Work required:
Only some lines are wanted. Transcribe, exactly, the lines below from the line with "filename src/ledger/amount.rs" up to and including the line with "pub fn checked_add(self, other: Amount)".

━━ The input

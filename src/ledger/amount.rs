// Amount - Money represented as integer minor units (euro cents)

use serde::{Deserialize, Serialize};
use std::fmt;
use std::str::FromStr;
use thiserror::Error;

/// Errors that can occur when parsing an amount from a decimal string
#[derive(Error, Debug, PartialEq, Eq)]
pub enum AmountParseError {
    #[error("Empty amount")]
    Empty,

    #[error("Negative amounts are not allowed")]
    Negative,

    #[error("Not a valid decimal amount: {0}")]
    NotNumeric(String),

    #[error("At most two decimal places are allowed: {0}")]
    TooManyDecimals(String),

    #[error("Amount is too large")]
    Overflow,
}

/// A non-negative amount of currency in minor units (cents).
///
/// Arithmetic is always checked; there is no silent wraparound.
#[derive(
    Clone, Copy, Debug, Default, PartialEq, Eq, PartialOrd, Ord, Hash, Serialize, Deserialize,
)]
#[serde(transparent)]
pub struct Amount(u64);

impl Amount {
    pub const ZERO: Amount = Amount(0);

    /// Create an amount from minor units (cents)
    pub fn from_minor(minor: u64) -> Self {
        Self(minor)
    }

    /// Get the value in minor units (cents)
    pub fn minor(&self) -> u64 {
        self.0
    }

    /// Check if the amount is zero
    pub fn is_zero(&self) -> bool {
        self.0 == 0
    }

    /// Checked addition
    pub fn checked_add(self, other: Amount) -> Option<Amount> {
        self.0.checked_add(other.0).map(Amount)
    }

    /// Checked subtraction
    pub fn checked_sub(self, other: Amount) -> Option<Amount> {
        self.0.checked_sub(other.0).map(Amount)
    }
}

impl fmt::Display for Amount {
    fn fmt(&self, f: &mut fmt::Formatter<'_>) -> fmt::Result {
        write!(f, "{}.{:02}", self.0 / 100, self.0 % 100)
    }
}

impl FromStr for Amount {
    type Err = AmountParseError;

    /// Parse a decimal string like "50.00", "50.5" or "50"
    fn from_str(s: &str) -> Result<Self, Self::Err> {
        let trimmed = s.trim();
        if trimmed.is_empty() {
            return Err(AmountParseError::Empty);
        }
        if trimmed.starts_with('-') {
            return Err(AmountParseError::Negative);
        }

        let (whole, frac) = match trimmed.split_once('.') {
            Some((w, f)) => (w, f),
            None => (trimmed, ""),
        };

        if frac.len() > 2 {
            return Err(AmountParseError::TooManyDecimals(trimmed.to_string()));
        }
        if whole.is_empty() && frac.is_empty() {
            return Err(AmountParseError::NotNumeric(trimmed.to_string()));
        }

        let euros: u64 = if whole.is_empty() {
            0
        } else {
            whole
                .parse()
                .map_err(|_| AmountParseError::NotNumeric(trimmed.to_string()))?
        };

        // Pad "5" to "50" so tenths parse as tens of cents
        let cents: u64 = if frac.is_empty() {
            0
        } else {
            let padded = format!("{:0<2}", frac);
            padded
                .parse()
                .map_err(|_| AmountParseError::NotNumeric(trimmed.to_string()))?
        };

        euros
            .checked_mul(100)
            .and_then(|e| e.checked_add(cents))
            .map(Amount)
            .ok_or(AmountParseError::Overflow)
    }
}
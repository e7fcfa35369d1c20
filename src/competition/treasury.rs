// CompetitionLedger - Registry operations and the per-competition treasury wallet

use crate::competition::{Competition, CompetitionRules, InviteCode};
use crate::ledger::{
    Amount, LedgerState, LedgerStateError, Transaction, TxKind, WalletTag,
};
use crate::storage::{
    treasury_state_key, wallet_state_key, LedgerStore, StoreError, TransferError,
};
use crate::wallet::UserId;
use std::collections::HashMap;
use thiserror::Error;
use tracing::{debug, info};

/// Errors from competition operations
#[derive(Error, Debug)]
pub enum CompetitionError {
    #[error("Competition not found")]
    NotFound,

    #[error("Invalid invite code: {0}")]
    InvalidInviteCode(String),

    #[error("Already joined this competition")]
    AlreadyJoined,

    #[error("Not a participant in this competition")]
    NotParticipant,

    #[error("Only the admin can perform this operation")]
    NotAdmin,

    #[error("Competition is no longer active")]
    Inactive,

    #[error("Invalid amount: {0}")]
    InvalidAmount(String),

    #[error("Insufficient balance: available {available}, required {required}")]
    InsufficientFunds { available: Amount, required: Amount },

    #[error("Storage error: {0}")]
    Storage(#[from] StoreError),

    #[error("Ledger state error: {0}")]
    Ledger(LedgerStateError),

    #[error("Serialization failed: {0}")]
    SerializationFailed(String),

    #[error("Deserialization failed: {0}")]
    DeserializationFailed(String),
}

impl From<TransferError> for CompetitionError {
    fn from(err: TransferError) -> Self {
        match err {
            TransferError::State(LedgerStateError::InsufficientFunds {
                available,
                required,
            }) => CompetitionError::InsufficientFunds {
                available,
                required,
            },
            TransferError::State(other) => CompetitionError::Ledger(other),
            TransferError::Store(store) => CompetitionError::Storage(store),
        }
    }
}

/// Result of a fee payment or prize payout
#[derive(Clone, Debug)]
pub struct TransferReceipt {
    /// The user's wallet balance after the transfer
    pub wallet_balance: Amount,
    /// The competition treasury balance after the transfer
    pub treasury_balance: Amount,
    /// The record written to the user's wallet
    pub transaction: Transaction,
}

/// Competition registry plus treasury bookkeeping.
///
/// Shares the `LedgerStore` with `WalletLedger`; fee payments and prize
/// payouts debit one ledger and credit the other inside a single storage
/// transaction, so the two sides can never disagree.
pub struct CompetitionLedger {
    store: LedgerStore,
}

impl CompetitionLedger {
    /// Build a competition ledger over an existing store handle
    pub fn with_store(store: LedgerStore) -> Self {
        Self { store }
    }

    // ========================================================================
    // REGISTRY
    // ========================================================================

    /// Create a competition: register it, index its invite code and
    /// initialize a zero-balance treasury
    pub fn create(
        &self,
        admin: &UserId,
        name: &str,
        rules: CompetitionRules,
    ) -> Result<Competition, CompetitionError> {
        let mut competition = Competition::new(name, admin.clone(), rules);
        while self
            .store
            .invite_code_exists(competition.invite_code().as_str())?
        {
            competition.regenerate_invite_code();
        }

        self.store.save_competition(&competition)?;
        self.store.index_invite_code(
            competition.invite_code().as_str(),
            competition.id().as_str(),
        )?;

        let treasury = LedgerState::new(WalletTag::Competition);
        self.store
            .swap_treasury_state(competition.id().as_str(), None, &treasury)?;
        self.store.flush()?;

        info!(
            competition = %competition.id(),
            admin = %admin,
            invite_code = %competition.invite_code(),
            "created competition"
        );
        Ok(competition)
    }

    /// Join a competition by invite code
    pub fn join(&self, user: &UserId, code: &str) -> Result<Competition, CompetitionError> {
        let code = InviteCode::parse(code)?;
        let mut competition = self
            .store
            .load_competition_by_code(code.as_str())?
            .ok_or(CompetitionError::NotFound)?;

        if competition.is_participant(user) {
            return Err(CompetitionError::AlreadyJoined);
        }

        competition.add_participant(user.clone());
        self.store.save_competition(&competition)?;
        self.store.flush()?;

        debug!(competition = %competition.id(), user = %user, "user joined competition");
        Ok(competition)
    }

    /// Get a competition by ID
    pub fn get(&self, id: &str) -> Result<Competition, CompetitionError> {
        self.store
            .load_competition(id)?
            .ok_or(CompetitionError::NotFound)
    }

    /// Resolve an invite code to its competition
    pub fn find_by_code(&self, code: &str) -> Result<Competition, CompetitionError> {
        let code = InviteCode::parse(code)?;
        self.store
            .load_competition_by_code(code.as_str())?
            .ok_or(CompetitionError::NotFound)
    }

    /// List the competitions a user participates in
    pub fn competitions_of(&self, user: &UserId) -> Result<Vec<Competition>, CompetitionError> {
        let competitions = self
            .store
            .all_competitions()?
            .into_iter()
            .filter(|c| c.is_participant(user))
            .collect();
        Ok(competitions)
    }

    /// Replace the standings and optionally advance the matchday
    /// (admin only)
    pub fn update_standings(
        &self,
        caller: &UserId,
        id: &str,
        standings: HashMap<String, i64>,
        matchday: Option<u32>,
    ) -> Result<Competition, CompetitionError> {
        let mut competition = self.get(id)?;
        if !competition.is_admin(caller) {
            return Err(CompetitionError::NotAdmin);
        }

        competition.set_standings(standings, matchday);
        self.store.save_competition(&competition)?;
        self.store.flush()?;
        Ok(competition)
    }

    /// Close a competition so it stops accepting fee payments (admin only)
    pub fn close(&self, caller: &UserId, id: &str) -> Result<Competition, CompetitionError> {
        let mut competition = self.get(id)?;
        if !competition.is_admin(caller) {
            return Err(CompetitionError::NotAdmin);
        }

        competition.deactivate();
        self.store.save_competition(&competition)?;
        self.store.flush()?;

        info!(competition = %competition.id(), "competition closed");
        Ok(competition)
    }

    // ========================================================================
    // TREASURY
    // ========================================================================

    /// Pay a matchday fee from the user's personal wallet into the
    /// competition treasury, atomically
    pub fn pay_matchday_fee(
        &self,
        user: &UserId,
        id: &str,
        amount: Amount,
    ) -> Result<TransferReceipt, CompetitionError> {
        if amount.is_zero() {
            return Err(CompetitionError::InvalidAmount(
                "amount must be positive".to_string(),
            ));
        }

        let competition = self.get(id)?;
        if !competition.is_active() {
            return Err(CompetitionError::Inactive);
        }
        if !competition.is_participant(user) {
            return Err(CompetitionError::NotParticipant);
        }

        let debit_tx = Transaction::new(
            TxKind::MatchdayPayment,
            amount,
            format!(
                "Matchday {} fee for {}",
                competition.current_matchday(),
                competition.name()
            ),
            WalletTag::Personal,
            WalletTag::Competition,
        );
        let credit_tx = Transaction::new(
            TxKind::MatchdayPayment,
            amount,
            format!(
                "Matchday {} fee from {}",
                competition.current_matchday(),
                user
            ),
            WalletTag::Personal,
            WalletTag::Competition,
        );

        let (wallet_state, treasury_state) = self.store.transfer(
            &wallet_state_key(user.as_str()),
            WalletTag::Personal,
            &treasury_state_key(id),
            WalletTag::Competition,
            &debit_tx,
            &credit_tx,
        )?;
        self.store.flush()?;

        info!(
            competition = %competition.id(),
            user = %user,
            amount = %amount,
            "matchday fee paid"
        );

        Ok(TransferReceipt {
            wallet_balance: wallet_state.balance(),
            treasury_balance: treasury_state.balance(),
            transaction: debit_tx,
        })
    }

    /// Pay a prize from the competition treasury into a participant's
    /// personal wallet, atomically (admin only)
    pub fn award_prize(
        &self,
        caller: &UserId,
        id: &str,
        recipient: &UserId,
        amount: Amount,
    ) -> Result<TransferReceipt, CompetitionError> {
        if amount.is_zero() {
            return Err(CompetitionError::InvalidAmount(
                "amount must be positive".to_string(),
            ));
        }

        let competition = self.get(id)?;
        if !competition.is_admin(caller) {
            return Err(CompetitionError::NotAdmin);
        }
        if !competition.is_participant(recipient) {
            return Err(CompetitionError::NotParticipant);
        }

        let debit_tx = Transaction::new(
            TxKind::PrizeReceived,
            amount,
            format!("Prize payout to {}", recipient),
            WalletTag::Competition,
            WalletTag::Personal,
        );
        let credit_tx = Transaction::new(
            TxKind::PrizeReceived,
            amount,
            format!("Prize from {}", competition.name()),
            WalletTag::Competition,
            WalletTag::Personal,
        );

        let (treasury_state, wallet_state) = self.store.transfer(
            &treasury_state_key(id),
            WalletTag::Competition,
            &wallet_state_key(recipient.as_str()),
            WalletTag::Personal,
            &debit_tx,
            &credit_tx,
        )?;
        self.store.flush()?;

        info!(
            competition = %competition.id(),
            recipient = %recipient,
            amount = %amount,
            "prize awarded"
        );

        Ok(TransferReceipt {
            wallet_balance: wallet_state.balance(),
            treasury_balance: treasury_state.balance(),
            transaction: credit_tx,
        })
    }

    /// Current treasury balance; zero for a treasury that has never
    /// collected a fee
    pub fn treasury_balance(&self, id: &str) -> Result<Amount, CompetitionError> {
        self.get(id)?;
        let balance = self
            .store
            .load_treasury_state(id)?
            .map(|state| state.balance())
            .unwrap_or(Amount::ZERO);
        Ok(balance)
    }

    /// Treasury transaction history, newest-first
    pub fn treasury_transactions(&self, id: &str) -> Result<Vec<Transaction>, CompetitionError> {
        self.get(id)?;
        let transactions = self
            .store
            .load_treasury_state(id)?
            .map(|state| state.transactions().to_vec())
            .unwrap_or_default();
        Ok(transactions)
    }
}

━━━━
━━ The input

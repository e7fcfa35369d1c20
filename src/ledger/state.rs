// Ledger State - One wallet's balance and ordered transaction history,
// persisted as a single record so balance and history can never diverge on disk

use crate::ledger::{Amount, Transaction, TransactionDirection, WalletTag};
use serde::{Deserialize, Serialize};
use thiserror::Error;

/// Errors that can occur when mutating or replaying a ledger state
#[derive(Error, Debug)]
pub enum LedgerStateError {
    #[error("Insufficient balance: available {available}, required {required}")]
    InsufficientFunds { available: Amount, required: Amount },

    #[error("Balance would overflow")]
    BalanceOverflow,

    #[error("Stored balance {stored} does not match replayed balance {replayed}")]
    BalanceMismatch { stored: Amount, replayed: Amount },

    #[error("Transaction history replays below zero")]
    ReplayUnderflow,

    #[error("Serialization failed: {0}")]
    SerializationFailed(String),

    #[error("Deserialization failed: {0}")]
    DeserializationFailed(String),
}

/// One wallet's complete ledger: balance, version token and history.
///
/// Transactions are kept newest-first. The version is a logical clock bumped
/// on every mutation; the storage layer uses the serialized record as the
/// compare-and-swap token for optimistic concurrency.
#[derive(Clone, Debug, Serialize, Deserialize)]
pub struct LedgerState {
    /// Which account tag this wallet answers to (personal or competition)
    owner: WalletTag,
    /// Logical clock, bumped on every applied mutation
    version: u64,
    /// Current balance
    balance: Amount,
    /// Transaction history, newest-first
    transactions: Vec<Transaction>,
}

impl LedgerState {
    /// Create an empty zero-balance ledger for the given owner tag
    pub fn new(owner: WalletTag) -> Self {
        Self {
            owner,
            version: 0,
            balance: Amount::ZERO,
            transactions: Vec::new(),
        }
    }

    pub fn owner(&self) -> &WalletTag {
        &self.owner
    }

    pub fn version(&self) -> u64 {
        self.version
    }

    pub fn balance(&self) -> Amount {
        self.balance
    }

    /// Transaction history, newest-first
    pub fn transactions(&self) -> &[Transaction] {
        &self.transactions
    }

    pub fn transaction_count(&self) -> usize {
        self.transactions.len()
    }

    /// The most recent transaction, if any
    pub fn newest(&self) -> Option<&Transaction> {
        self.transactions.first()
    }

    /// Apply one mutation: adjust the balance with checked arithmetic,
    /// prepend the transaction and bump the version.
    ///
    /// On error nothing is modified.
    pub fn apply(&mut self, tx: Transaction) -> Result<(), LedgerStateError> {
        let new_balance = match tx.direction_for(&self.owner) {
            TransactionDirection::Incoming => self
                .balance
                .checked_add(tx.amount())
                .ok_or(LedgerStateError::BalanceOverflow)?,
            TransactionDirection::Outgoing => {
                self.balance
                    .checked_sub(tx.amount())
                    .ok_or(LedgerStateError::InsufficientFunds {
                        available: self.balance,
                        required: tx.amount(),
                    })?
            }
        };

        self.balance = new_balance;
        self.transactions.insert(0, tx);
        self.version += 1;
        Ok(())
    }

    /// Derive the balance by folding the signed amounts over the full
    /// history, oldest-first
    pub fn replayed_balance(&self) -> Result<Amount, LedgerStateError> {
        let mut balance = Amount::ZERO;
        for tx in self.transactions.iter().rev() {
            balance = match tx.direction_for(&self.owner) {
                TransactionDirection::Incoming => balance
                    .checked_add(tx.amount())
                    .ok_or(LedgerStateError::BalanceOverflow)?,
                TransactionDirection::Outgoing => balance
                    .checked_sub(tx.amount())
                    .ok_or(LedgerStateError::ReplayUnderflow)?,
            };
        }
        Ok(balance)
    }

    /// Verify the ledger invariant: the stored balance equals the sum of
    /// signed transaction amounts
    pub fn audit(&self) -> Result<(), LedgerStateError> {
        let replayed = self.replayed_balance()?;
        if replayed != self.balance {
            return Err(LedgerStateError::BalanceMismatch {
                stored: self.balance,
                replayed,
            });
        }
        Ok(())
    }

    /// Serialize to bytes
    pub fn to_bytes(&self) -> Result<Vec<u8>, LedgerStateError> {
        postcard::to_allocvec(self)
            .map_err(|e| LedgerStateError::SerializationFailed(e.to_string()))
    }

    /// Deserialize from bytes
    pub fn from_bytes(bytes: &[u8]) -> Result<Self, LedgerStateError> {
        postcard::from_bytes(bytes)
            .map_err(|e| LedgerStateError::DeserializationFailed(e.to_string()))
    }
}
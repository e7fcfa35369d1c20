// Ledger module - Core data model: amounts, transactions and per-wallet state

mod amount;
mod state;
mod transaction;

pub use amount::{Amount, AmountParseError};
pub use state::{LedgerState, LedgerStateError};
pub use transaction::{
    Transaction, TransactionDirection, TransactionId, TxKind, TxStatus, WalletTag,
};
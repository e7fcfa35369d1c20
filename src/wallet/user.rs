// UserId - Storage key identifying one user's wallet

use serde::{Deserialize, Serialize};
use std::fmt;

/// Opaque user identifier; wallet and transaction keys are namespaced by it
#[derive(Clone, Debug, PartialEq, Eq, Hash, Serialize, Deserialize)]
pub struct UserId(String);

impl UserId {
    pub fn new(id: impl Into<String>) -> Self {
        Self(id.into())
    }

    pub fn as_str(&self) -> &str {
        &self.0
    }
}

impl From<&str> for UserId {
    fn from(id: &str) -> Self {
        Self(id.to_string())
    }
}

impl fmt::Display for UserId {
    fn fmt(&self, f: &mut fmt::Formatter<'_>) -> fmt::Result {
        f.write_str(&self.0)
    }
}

━━━━

Reply to the exercise:
filename src/ledger/amount.rs
// Amount - Money represented as integer minor units (euro cents)

use serde::{Deserialize, Serialize};
use std::fmt;
use std::str::FromStr;
use thiserror::Error;

/// Errors that can occur when parsing an amount from a decimal string
#[derive(Error, Debug, PartialEq, Eq)]
pub enum AmountParseError {
    #[error("Empty amount")]
    Empty,

    #[error("Negative amounts are not allowed")]
    Negative,

    #[error("Not a valid decimal amount: {0}")]
    NotNumeric(String),

    #[error("At most two decimal places are allowed: {0}")]
    TooManyDecimals(String),

    #[error("Amount is too large")]
    Overflow,
}

/// A non-negative amount of currency in minor units (cents).
///
/// Arithmetic is always checked; there is no silent wraparound.
#[derive(
    Clone, Copy, Debug, Default, PartialEq, Eq, PartialOrd, Ord, Hash, Serialize, Deserialize,
)]
#[serde(transparent)]
pub struct Amount(u64);

impl Amount {
    pub const ZERO: Amount = Amount(0);

    /// Create an amount from minor units (cents)
    pub fn from_minor(minor: u64) -> Self {
        Self(minor)
    }

    /// Get the value in minor units (cents)
    pub fn minor(&self) -> u64 {
        self.0
    }

    /// Check if the amount is zero
    pub fn is_zero(&self) -> bool {
        self.0 == 0
    }

    /// Checked addition
    pub fn checked_add(self, other: Amount) -> Option<Amount> {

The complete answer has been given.